Saved data entries
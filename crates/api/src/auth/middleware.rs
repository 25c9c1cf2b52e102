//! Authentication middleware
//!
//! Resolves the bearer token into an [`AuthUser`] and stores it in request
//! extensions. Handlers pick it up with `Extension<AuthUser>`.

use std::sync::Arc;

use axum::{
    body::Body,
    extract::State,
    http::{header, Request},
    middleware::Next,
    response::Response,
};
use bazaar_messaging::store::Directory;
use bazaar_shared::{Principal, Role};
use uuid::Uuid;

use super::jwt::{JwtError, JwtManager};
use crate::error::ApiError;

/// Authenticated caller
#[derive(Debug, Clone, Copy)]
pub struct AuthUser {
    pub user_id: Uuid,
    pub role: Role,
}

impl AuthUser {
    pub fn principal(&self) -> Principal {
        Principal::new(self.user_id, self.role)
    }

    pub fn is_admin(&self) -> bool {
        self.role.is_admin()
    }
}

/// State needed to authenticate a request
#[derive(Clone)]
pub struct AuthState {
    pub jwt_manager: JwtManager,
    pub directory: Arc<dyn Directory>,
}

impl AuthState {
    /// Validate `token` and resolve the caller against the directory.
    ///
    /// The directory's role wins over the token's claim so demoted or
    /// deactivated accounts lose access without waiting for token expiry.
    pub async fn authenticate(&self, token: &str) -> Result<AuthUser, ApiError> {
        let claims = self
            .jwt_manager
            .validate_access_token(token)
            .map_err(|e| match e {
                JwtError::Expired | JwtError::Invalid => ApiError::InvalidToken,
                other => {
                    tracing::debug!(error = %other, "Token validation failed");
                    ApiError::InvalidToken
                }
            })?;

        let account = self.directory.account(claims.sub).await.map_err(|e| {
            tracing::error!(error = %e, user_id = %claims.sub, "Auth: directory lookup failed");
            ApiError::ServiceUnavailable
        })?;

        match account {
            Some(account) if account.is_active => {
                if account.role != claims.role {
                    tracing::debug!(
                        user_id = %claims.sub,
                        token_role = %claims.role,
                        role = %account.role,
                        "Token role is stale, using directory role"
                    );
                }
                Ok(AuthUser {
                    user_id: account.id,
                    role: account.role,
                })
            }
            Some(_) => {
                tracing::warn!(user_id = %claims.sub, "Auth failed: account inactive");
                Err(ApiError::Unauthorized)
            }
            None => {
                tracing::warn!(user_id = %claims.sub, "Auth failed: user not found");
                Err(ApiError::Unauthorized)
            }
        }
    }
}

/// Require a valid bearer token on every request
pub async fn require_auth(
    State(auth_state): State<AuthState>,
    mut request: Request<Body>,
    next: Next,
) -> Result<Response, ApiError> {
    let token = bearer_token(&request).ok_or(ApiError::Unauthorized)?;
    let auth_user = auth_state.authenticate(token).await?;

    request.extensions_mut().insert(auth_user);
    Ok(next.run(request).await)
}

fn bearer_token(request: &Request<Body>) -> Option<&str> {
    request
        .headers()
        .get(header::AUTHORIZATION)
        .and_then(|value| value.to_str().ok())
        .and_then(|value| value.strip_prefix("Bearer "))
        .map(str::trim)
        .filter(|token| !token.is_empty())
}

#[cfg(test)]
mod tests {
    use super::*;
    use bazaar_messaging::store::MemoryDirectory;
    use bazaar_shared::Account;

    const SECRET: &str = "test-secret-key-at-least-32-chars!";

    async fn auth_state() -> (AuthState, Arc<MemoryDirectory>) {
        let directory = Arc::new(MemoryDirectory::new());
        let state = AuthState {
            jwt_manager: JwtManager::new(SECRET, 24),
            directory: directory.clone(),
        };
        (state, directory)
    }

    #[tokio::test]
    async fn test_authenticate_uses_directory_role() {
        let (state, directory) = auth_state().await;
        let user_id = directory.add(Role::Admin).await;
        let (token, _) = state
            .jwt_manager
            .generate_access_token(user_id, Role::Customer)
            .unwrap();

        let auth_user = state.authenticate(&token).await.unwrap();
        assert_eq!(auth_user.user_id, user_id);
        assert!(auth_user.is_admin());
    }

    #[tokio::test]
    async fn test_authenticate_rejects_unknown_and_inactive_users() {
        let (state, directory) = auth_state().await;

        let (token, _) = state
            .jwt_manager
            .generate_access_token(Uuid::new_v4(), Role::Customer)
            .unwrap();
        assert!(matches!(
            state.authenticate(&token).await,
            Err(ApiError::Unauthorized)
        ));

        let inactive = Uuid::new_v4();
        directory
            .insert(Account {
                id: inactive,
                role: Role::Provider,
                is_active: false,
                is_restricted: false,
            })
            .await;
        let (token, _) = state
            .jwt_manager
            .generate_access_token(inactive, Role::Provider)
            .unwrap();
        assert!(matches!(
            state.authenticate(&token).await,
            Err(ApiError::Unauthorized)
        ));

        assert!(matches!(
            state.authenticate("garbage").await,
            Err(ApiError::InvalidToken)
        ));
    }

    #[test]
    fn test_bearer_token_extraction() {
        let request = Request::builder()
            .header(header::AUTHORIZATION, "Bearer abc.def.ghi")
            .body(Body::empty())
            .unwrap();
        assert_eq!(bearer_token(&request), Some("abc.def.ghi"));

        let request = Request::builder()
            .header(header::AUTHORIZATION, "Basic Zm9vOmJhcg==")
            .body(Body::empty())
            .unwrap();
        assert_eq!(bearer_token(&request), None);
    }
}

■ What is needed
Copy out the lines of the data where the word "insert" can be found.

■ Response below
    request.extensions_mut().insert(auth_user);
            .insert(Account {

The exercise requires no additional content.